Celaena ainda sentia o cheiro das queimadas que se alastraram durante seu oitavo e nono anos de vida. O cheiro de livros queimando, repletos de conhecimento antigo, insubstituível, os gritos de videntes e curandeiros sendo consumidos pelas chamas, as fachadas e locais sagrados demolidos, conspurcados e apagados da história. Muitos dos usuários de magia que não foram queimados terminaram como prisioneiros em Endovier, e a maioria não sobreviveu lá. Já fazia tempo desde a última vez que Celaena contemplara os dons que perdera, embora a memória de suas habilidades assombrasse seus sonhos. Apesar da carnificina, talvez tivesse sido bom que a magia desaparecesse. Era algo perigoso demais para as pessoas sãs controlarem; e seus talentos talvez já a tivessem destruído àquela altura da vida.

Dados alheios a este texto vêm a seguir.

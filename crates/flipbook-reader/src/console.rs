//! Console collaborators and command parsing.
//!
//! The renderer and audio player write one line per effect to any
//! [`Write`], either as prose or as the effect's JSON payload.

use std::io::Write;

use flipbook_core::effect::{
    Control, Effect, EndingOutcome, PageLabel, SoundCategory, VisualState,
};
use flipbook_core::error::AudioError;
use flipbook_core::id::{Choice, ClipId, NodeId};
use flipbook_core::input::ReaderInput;
use flipbook_core::ports::{AudioPlayer, Renderer};
use tracing::warn;

use crate::config::OutputFormat;

/// A line typed at the console.
#[derive(Debug, Clone, PartialEq, Eq)]
pub enum Command {
    /// Something for the reader.
    Input(ReaderInput),
    /// Leave the reader.
    Quit,
}

/// Parses a console line. Key names (`ArrowRight`, `y`, ...) are accepted
/// alongside words.
#[must_use]
pub fn parse_command(line: &str) -> Option<Command> {
    let line = line.trim();
    if let Some(input) = ReaderInput::from_key(line) {
        return Some(Command::Input(input));
    }
    let mut words = line.split_whitespace();
    let verb = words.next()?.to_ascii_lowercase();
    let argument = words.next();
    let input = match verb.as_str() {
        "quit" | "exit" | "q" => return Some(Command::Quit),
        "next" | "forward" => ReaderInput::NextRequested,
        "prev" | "back" => ReaderInput::PrevRequested,
        "yes" => ReaderInput::ChoiceMade(Choice::Yes),
        "no" => ReaderInput::ChoiceMade(Choice::No),
        "restart" => ReaderInput::RestartRequested,
        "goto" => ReaderInput::SpreadSelected(NodeId::from(argument?)),
        "open" => ReaderInput::PerformerSelected(argument.map_or(Some(0), |k| k.parse().ok())?),
        _ => return None,
    };
    Some(Command::Input(input))
}

/// Prose for an effect, or `None` for effects with nothing to show.
#[must_use]
pub fn describe(effect: &Effect) -> Option<String> {
    let line = match effect {
        Effect::SetVisualState { node, state } => match state {
            VisualState::Active => format!("spread {node} is open"),
            VisualState::Inactive => return None,
            VisualState::Flipping => format!("spread {node} is turning..."),
        },
        Effect::SetControlEnabled { control, enabled } => {
            let name = match control {
                Control::Prev => "prev",
                Control::Next => "next",
            };
            format!("[{name}] {}", if *enabled { "on" } else { "off" })
        }
        Effect::SetControlsVisible { visible } => {
            format!("controls {}", if *visible { "shown" } else { "hidden" })
        }
        Effect::SetChoicePromptVisible { visible: true } => {
            "choose: yes (y) or no (n)".to_owned()
        }
        Effect::SetPageLabel { label } => label.to_string(),
        Effect::ShowEnding { outcome } => {
            format!("THE END: {} [{}]", outcome.caption, outcome.image_path)
        }
        Effect::SetPerformerVisible {
            performer,
            visible: true,
        } => format!("performer {performer} steps on stage (open {performer} to start)"),
        Effect::SetPerformerVisible {
            performer,
            visible: false,
        } => format!("performer {performer} leaves the stage"),
        Effect::PlayAudio { clip, category } => format!("~ {clip} ({})", category_name(*category)),
        Effect::SetChoicePromptVisible { visible: false }
        | Effect::HideEnding
        | Effect::StopAudio { .. }
        | Effect::StopCategory { .. }
        | Effect::ScheduleAfter { .. } => return None,
    };
    Some(line)
}

fn category_name(category: SoundCategory) -> &'static str {
    match category {
        SoundCategory::PageTurn => "page turn",
        SoundCategory::Ambient => "ambient",
        SoundCategory::Ending => "ending",
    }
}

fn write_effect(out: &mut impl Write, format: OutputFormat, effect: &Effect) {
    let line = match format {
        OutputFormat::Text => describe(effect),
        OutputFormat::Json => Some(effect.to_payload().to_string()),
    };
    if let Some(line) = line {
        if let Err(e) = writeln!(out, "{line}") {
            warn!(error = %e, effect = effect.effect_type(), "console write failed");
        }
    }
}

/// Renders effects as console lines.
#[derive(Debug)]
pub struct ConsoleRenderer<W: Write> {
    out: W,
    format: OutputFormat,
}

impl<W: Write> ConsoleRenderer<W> {
    /// Creates a renderer writing to `out`.
    pub fn new(out: W, format: OutputFormat) -> Self {
        Self { out, format }
    }

    /// Prints the comic title and the command summary.
    ///
    /// # Errors
    ///
    /// Returns the write error.
    pub fn announce(&mut self, title: &str) -> std::io::Result<()> {
        if self.format == OutputFormat::Text {
            writeln!(self.out, "{title}")?;
            writeln!(
                self.out,
                "commands: next, prev, yes, no, restart, goto <spread>, open [performer], quit"
            )?;
        }
        Ok(())
    }

    /// Returns the writer.
    pub fn into_inner(self) -> W {
        self.out
    }

    fn emit(&mut self, effect: &Effect) {
        write_effect(&mut self.out, self.format, effect);
    }
}

impl<W: Write> Renderer for ConsoleRenderer<W> {
    fn set_visual_state(&mut self, node: &NodeId, state: VisualState) {
        self.emit(&Effect::SetVisualState {
            node: node.clone(),
            state,
        });
    }

    fn set_control_enabled(&mut self, control: Control, enabled: bool) {
        self.emit(&Effect::SetControlEnabled { control, enabled });
    }

    fn set_controls_visible(&mut self, visible: bool) {
        self.emit(&Effect::SetControlsVisible { visible });
    }

    fn set_choice_prompt_visible(&mut self, visible: bool) {
        self.emit(&Effect::SetChoicePromptVisible { visible });
    }

    fn set_page_label(&mut self, label: &PageLabel) {
        self.emit(&Effect::SetPageLabel { label: *label });
    }

    fn show_ending(&mut self, outcome: &EndingOutcome) {
        self.emit(&Effect::ShowEnding {
            outcome: outcome.clone(),
        });
    }

    fn hide_ending(&mut self) {
        self.emit(&Effect::HideEnding);
    }

    fn set_performer_visible(&mut self, performer: usize, visible: bool) {
        self.emit(&Effect::SetPerformerVisible { performer, visible });
    }
}

/// Announces clips on the console instead of playing them.
#[derive(Debug)]
pub struct ConsoleAudio<W: Write> {
    out: W,
    format: OutputFormat,
    muted: bool,
}

impl<W: Write> ConsoleAudio<W> {
    /// Creates a player writing to `out`.
    pub fn new(out: W, format: OutputFormat) -> Self {
        Self {
            out,
            format,
            muted: false,
        }
    }

    /// Refuses every clip, as a platform without sound would.
    #[must_use]
    pub fn muted(mut self) -> Self {
        self.muted = true;
        self
    }

    /// Returns the writer.
    pub fn into_inner(self) -> W {
        self.out
    }
}

impl<W: Write> AudioPlayer for ConsoleAudio<W> {
    fn play(&mut self, clip: &ClipId, category: SoundCategory) -> Result<(), AudioError> {
        if self.muted {
            return Err(AudioError::PlaybackDenied(clip.clone()));
        }
        write_effect(
            &mut self.out,
            self.format,
            &Effect::PlayAudio {
                clip: clip.clone(),
                category,
            },
        );
        Ok(())
    }

    fn stop(&mut self, clip: &ClipId) {
        write_effect(
            &mut self.out,
            self.format,
            &Effect::StopAudio { clip: clip.clone() },
        );
    }

    fn stop_category(&mut self, category: SoundCategory) {
        write_effect(&mut self.out, self.format, &Effect::StopCategory { category });
    }
}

A fumaça da fogueira fazia arder os olhos enquanto Celaena mastigava. Jamais esquecera as histórias sobre a floresta de Carvalhal, lendas de clareiras sombrias e terríveis, fontes profundas e serenas e cavernas cheias de luz e canto celestial. Mas aquilo agora eram apenas histórias e nada mais. Falar no assunto era procurar problemas.
Ela olhou para a luz do sol que se infiltrava entre as copas, para a maneira como as árvores balançavam ao vento, seus longos braços magros emaranhando-se uns nos outros. Celaena conteve um calafrio.

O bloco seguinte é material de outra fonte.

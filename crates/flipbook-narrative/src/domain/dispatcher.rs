//! Side-effect dispatch.
//!
//! Turns a completed transition into the ordered commands the collaborators
//! apply: stops first, then at most one play, then visual updates.

use flipbook_core::effect::{Control, Effect, SoundCategory, VisualState};
use flipbook_core::id::NodeId;
use flipbook_core::rng::DeterministicRng;
use flipbook_story::{StoryGraph, StoryNode};
use serde::{Deserialize, Serialize};

use super::choices::ChoiceState;
use super::resolver::EndingCatalog;
use super::sounds::SoundBoard;

/// What caused a transition.
#[derive(Debug, Clone, Copy, PartialEq, Eq, Serialize, Deserialize)]
#[serde(rename_all = "snake_case")]
pub enum TransitionKind {
    /// A forward flip along `next`.
    Advance,
    /// A backward flip along `prev`.
    Retreat,
    /// A forward flip onto a chosen branch.
    Choice,
    /// A reset to the start spread.
    Restart,
}

/// A transition between two spreads.
#[derive(Debug, Clone, PartialEq, Eq, Serialize, Deserialize)]
pub struct Transition {
    /// The spread being left.
    pub from: NodeId,
    /// The spread arrived at.
    pub to: NodeId,
    /// What caused it.
    pub kind: TransitionKind,
}

/// Maps transitions to side effects using the book's sound and ending data.
#[derive(Debug, Clone, Copy)]
pub struct SideEffectDispatcher<'a> {
    graph: &'a StoryGraph,
    endings: &'a EndingCatalog,
    sounds: &'a SoundBoard,
}

impl<'a> SideEffectDispatcher<'a> {
    /// Creates a dispatcher over the book's data.
    #[must_use]
    pub fn new(graph: &'a StoryGraph, endings: &'a EndingCatalog, sounds: &'a SoundBoard) -> Self {
        Self {
            graph,
            endings,
            sounds,
        }
    }

    /// Effects for a completed transition.
    ///
    /// # Panics
    ///
    /// Panics if the target spread is not in the graph or an ending does not
    /// resolve. Both are ruled out when the book is loaded, so reaching them
    /// means the graph and the navigation logic disagree.
    pub fn dispatch(
        &self,
        transition: &Transition,
        choices: &ChoiceState,
        rng: &mut dyn DeterministicRng,
    ) -> Vec<Effect> {
        let node = self.graph.node(&transition.to).unwrap_or_else(|| {
            panic!(
                "unreachable state: transition targets unknown spread {}",
                transition.to
            )
        });

        if transition.kind == TransitionKind::Restart {
            return self.restart(transition, node);
        }
        if node.is_ending() {
            return self.ending(transition, choices);
        }

        let mut effects = vec![Effect::StopCategory {
            category: SoundCategory::Ending,
        }];
        if let Some((clip, category)) = self.sounds.arrival_cue(rng) {
            // A clip still sounding from an earlier arrival restarts.
            effects.push(Effect::StopAudio { clip: clip.clone() });
            effects.push(Effect::PlayAudio { clip, category });
        }
        self.show(&mut effects, transition);
        self.navigation(&mut effects, node);
        effects
    }

    fn ending(&self, transition: &Transition, choices: &ChoiceState) -> Vec<Effect> {
        let outcome = self
            .endings
            .outcome_for(&transition.to, choices)
            .unwrap_or_else(|| {
                panic!(
                    "unreachable state: ending {} has no outcome for {choices:?}",
                    transition.to
                )
            });

        let mut effects = vec![
            Effect::StopCategory {
                category: SoundCategory::Ambient,
            },
            Effect::StopCategory {
                category: SoundCategory::PageTurn,
            },
            Effect::PlayAudio {
                clip: outcome.sound.clone(),
                category: SoundCategory::Ending,
            },
        ];
        self.show(&mut effects, transition);
        effects.extend([
            Effect::SetChoicePromptVisible { visible: false },
            Effect::SetControlEnabled {
                control: Control::Prev,
                enabled: false,
            },
            Effect::SetControlEnabled {
                control: Control::Next,
                enabled: false,
            },
            Effect::SetControlsVisible { visible: false },
            Effect::ShowEnding {
                outcome: outcome.clone(),
            },
        ]);
        effects
    }

    fn restart(&self, transition: &Transition, start: &StoryNode) -> Vec<Effect> {
        let mut effects = vec![
            Effect::StopCategory {
                category: SoundCategory::PageTurn,
            },
            Effect::StopCategory {
                category: SoundCategory::Ambient,
            },
            Effect::StopCategory {
                category: SoundCategory::Ending,
            },
            Effect::HideEnding,
        ];
        self.show(&mut effects, transition);
        effects.push(Effect::SetControlsVisible { visible: true });
        self.navigation(&mut effects, start);
        effects
    }

    /// Clears the vacated spread and shows the target.
    fn show(&self, effects: &mut Vec<Effect>, transition: &Transition) {
        if transition.from != transition.to {
            effects.push(Effect::SetVisualState {
                node: transition.from.clone(),
                state: VisualState::Inactive,
            });
        }
        effects.push(Effect::SetVisualState {
            node: transition.to.clone(),
            state: VisualState::Active,
        });
        if let Some(label) = self.graph.page_label(&transition.to) {
            effects.push(Effect::SetPageLabel { label });
        }
    }

    fn navigation(&self, effects: &mut Vec<Effect>, node: &StoryNode) {
        effects.extend([
            Effect::SetChoicePromptVisible {
                visible: node.is_branch(),
            },
            Effect::SetControlEnabled {
                control: Control::Prev,
                enabled: node.prev().is_some(),
            },
            Effect::SetControlEnabled {
                control: Control::Next,
                enabled: node.next().is_some(),
            },
        ]);
    }
}

#[cfg(test)]
mod tests {
    use std::collections::BTreeMap;

    use flipbook_core::effect::EndingOutcome;
    use flipbook_core::id::{Choice, ClipId};
    use flipbook_test_support::{MockRng, ScriptedRng};

    use super::*;
    use crate::domain::resolver::EndingTable;

    const STORY: &str = r#"
start: "1"
nodes:
  "1": { next: "2" }
  "2": { choices: { yes: "3", no: "3n" } }
  "3": { choices: { yes: "end-yy", no: "end-yn" } }
  "3n": { choices: { yes: "end-ny", no: "end-nn" } }
  "end-yy": { ending: true }
  "end-yn": { ending: true }
  "end-ny": { ending: true }
  "end-nn": { ending: true }
"#;

    fn outcome(tag: &str) -> EndingOutcome {
        EndingOutcome {
            image_path: format!("{tag}.png"),
            caption: tag.to_owned(),
            sound: ClipId::new(format!("ending-{tag}")),
        }
    }

    fn fixtures() -> (StoryGraph, EndingCatalog, SoundBoard) {
        let graph = StoryGraph::from_yaml(STORY).unwrap();
        let endings = EndingCatalog {
            by_choices: Some(EndingTable {
                yes_yes: outcome("yy"),
                yes_no: outcome("yn"),
                no_yes: outcome("ny"),
                no_no: outcome("nn"),
            }),
            by_node: BTreeMap::new(),
        };
        let sounds = SoundBoard::page_turn_only(ClipId::from("page-turn"));
        (graph, endings, sounds)
    }

    fn transition(from: &str, to: &str, kind: TransitionKind) -> Transition {
        Transition {
            from: NodeId::from(from),
            to: NodeId::from(to),
            kind,
        }
    }

    #[test]
    fn test_advance_orders_stops_play_then_visuals() {
        // Arrange
        let (graph, endings, sounds) = fixtures();
        let dispatcher = SideEffectDispatcher::new(&graph, &endings, &sounds);

        // Act
        let effects = dispatcher.dispatch(
            &transition("1", "2", TransitionKind::Advance),
            &ChoiceState::default(),
            &mut MockRng,
        );

        // Assert
        assert_eq!(
            effects[0],
            Effect::StopCategory {
                category: SoundCategory::Ending
            }
        );
        assert_eq!(
            effects[1],
            Effect::StopAudio {
                clip: ClipId::from("page-turn")
            }
        );
        assert_eq!(
            effects[2],
            Effect::PlayAudio {
                clip: ClipId::from("page-turn"),
                category: SoundCategory::PageTurn
            }
        );
        assert!(effects.contains(&Effect::SetVisualState {
            node: NodeId::from("1"),
            state: VisualState::Inactive
        }));
        assert!(effects.contains(&Effect::SetVisualState {
            node: NodeId::from("2"),
            state: VisualState::Active
        }));
        assert!(effects.contains(&Effect::SetChoicePromptVisible { visible: true }));
        assert!(effects.contains(&Effect::SetControlEnabled {
            control: Control::Next,
            enabled: false
        }));
        assert!(effects.contains(&Effect::SetControlEnabled {
            control: Control::Prev,
            enabled: true
        }));
    }

    #[test]
    fn test_missed_sound_roll_emits_no_play() {
        let (graph, endings, mut sounds) = fixtures();
        sounds.page_turn_chance = 0.3;
        let dispatcher = SideEffectDispatcher::new(&graph, &endings, &sounds);
        let mut rng = ScriptedRng::rolls(vec![0.3]);

        let effects = dispatcher.dispatch(
            &transition("1", "2", TransitionKind::Advance),
            &ChoiceState::default(),
            &mut rng,
        );

        assert!(
            !effects
                .iter()
                .any(|effect| matches!(effect, Effect::PlayAudio { .. }))
        );
    }

    #[test]
    fn test_ending_plays_exactly_one_resolved_sound_after_stops() {
        // Arrange
        let (graph, endings, sounds) = fixtures();
        let dispatcher = SideEffectDispatcher::new(&graph, &endings, &sounds);
        let choices = ChoiceState {
            first: Some(Choice::Yes),
            second: Some(Choice::No),
        };

        // Act
        let effects = dispatcher.dispatch(
            &transition("3", "end-yn", TransitionKind::Choice),
            &choices,
            &mut MockRng,
        );

        // Assert
        let plays: Vec<usize> = effects
            .iter()
            .enumerate()
            .filter(|(_, effect)| matches!(effect, Effect::PlayAudio { .. }))
            .map(|(i, _)| i)
            .collect();
        assert_eq!(plays.len(), 1);
        let page_turn_stop = effects
            .iter()
            .position(|effect| {
                effect
                    == &Effect::StopCategory {
                        category: SoundCategory::PageTurn,
                    }
            })
            .unwrap();
        assert!(page_turn_stop < plays[0]);
        assert_eq!(
            effects[plays[0]],
            Effect::PlayAudio {
                clip: ClipId::from("ending-yn"),
                category: SoundCategory::Ending
            }
        );
        assert!(effects.contains(&Effect::SetControlsVisible { visible: false }));
        assert!(effects.contains(&Effect::ShowEnding {
            outcome: outcome("yn")
        }));
    }

    #[test]
    fn test_restart_stops_everything_and_shows_start() {
        let (graph, endings, sounds) = fixtures();
        let dispatcher = SideEffectDispatcher::new(&graph, &endings, &sounds);

        let effects = dispatcher.dispatch(
            &transition("end-nn", "1", TransitionKind::Restart),
            &ChoiceState::default(),
            &mut MockRng,
        );

        assert!(
            !effects
                .iter()
                .any(|effect| matches!(effect, Effect::PlayAudio { .. }))
        );
        assert!(effects.contains(&Effect::HideEnding));
        assert!(effects.contains(&Effect::SetControlsVisible { visible: true }));
        assert!(effects.contains(&Effect::SetVisualState {
            node: NodeId::from("end-nn"),
            state: VisualState::Inactive
        }));
        assert!(effects.contains(&Effect::SetControlEnabled {
            control: Control::Prev,
            enabled: false
        }));
    }

    #[test]
    #[should_panic(expected = "unreachable state")]
    fn test_unknown_target_is_a_fault() {
        let (graph, endings, sounds) = fixtures();
        let dispatcher = SideEffectDispatcher::new(&graph, &endings, &sounds);

        let _ = dispatcher.dispatch(
            &transition("1", "nowhere", TransitionKind::Advance),
            &ChoiceState::default(),
            &mut MockRng,
        );
    }
}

Por sorte, o almoço acabou logo. As correntes voltaram para seus pulsos, e os cavalos, depois do descanso, voltaram a receber as cargas. As pernas de Celaena estavam tão enrijecidas, que Chaol teve de ajudá-la a subir no cavalo. Doía cavalgar, e o nariz dela também sofria com o contínuo cheiro de cavalo suado e excremento que vinha da frente do grupo.

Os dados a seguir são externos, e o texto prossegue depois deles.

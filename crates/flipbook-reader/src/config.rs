//! Reader configuration, read from the environment at startup.

use std::io::Write;
use std::path::PathBuf;

use flipbook_core::rng::StdRandom;
use flipbook_narrative::domain::manifest::Comic;
use tracing::info;

use crate::console::ConsoleAudio;
use crate::error::AppError;

/// How effects are written to the console.
#[derive(Debug, Clone, Copy, PartialEq, Eq)]
pub enum OutputFormat {
    /// One human-readable line per visible change.
    Text,
    /// One JSON object per effect.
    Json,
}

/// Startup settings.
#[derive(Debug, Clone, PartialEq, Eq)]
pub struct ReaderConfig {
    /// Manifest to read; the bundled comic when unset.
    pub manifest: Option<PathBuf>,
    /// Seed for sound rolls; seeded from the OS when unset.
    pub seed: Option<u64>,
    /// Console output format.
    pub output: OutputFormat,
    /// Whether to open on the title-screen parade.
    pub intro: bool,
    /// Whether clips are announced; when off every play is refused.
    pub audio: bool,
}

impl ReaderConfig {
    /// Reads `FLIPBOOK_MANIFEST`, `FLIPBOOK_SEED`, `FLIPBOOK_OUTPUT`,
    /// `FLIPBOOK_INTRO` and `FLIPBOOK_AUDIO`.
    ///
    /// # Errors
    ///
    /// Returns `AppError::Config` if a variable holds an invalid value.
    pub fn from_env() -> Result<Self, AppError> {
        Self::from_lookup(|key| std::env::var(key).ok())
    }

    /// Builds the configuration from an arbitrary variable source.
    ///
    /// # Errors
    ///
    /// Returns `AppError::Config` if a variable holds an invalid value.
    pub fn from_lookup(lookup: impl Fn(&str) -> Option<String>) -> Result<Self, AppError> {
        let manifest = lookup("FLIPBOOK_MANIFEST")
            .filter(|path| !path.is_empty())
            .map(PathBuf::from);
        let seed = lookup("FLIPBOOK_SEED")
            .map(|raw| {
                raw.parse::<u64>()
                    .map_err(|e| AppError::Config(format!("FLIPBOOK_SEED must be a valid u64: {e}")))
            })
            .transpose()?;
        let output = match lookup("FLIPBOOK_OUTPUT").as_deref() {
            None | Some("text") => OutputFormat::Text,
            Some("json") => OutputFormat::Json,
            Some(other) => {
                return Err(AppError::Config(format!(
                    "FLIPBOOK_OUTPUT must be text or json, got {other}"
                )));
            }
        };
        let intro = switch(&lookup, "FLIPBOOK_INTRO")?;
        let audio = switch(&lookup, "FLIPBOOK_AUDIO")?;

        Ok(Self {
            manifest,
            seed,
            output,
            intro,
            audio,
        })
    }

    /// Loads and validates the configured comic.
    ///
    /// # Errors
    ///
    /// Returns `AppError::Io` if the manifest cannot be read and
    /// `AppError::Manifest` if it is invalid.
    pub fn load_comic(&self) -> Result<Comic, AppError> {
        let comic = match &self.manifest {
            Some(path) => {
                info!(path = %path.display(), "reading manifest");
                Comic::from_yaml(&std::fs::read_to_string(path)?)?
            }
            None => Comic::walrus()?,
        };
        Ok(comic)
    }

    /// The random source for sound rolls.
    #[must_use]
    pub fn rng(&self) -> StdRandom {
        self.seed.map_or_else(StdRandom::from_os, StdRandom::seeded)
    }

    /// The console audio player, muted when audio is off.
    pub fn audio_player<W: Write>(&self, out: W) -> ConsoleAudio<W> {
        let player = ConsoleAudio::new(out, self.output);
        if self.audio { player } else { player.muted() }
    }
}

/// An on/off variable, on when unset.
fn switch(lookup: &impl Fn(&str) -> Option<String>, key: &str) -> Result<bool, AppError> {
    match lookup(key).as_deref() {
        None | Some("on") => Ok(true),
        Some("off") => Ok(false),
        Some(other) => Err(AppError::Config(format!(
            "{key} must be on or off, got {other}"
        ))),
    }
}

O grupo seguiu viagem pelo resto do dia, e a assassina ficou em silêncio enquanto via a floresta passar. A tensão em seu peito recusou-se a abandoná-la até finalmente deixarem a clareira brilhante para trás. O corpo de Celaena doía quando por fim pararam para passar a noite. Ela nem tentou falar durante o jantar, nem se importou quando montaram sua pequena tenda com guardas postados do lado de fora. Celaena teve permissão para dormir, ainda acorrentada a um dos guardas. Teve um sono sem sonhos e ao acordar não conseguiu acreditar no que via.
Pequenas flores brancas tinham sido deixadas ao pé da cama improvisada, e pegadas miúdas como de crianças formavam um rastro para dentro e para fora da tenda. Antes que alguém entrasse, Celaena passou o pé sobre as pegadas, apagando-as, e enfiou as flores em uma sacola próxima.
Embora ninguém tivesse mencionado mais nada sobre fadas pelo resto da viagem, Celaena passou a examinar com afinco o rosto dos soldados para detectar algum sinal de que eles teriam visto algo estranho. Ela passou a maior parte do dia seguinte com as mãos suadas e o coração acelerado, mantendo sempre a atenção nos bosques que passavam.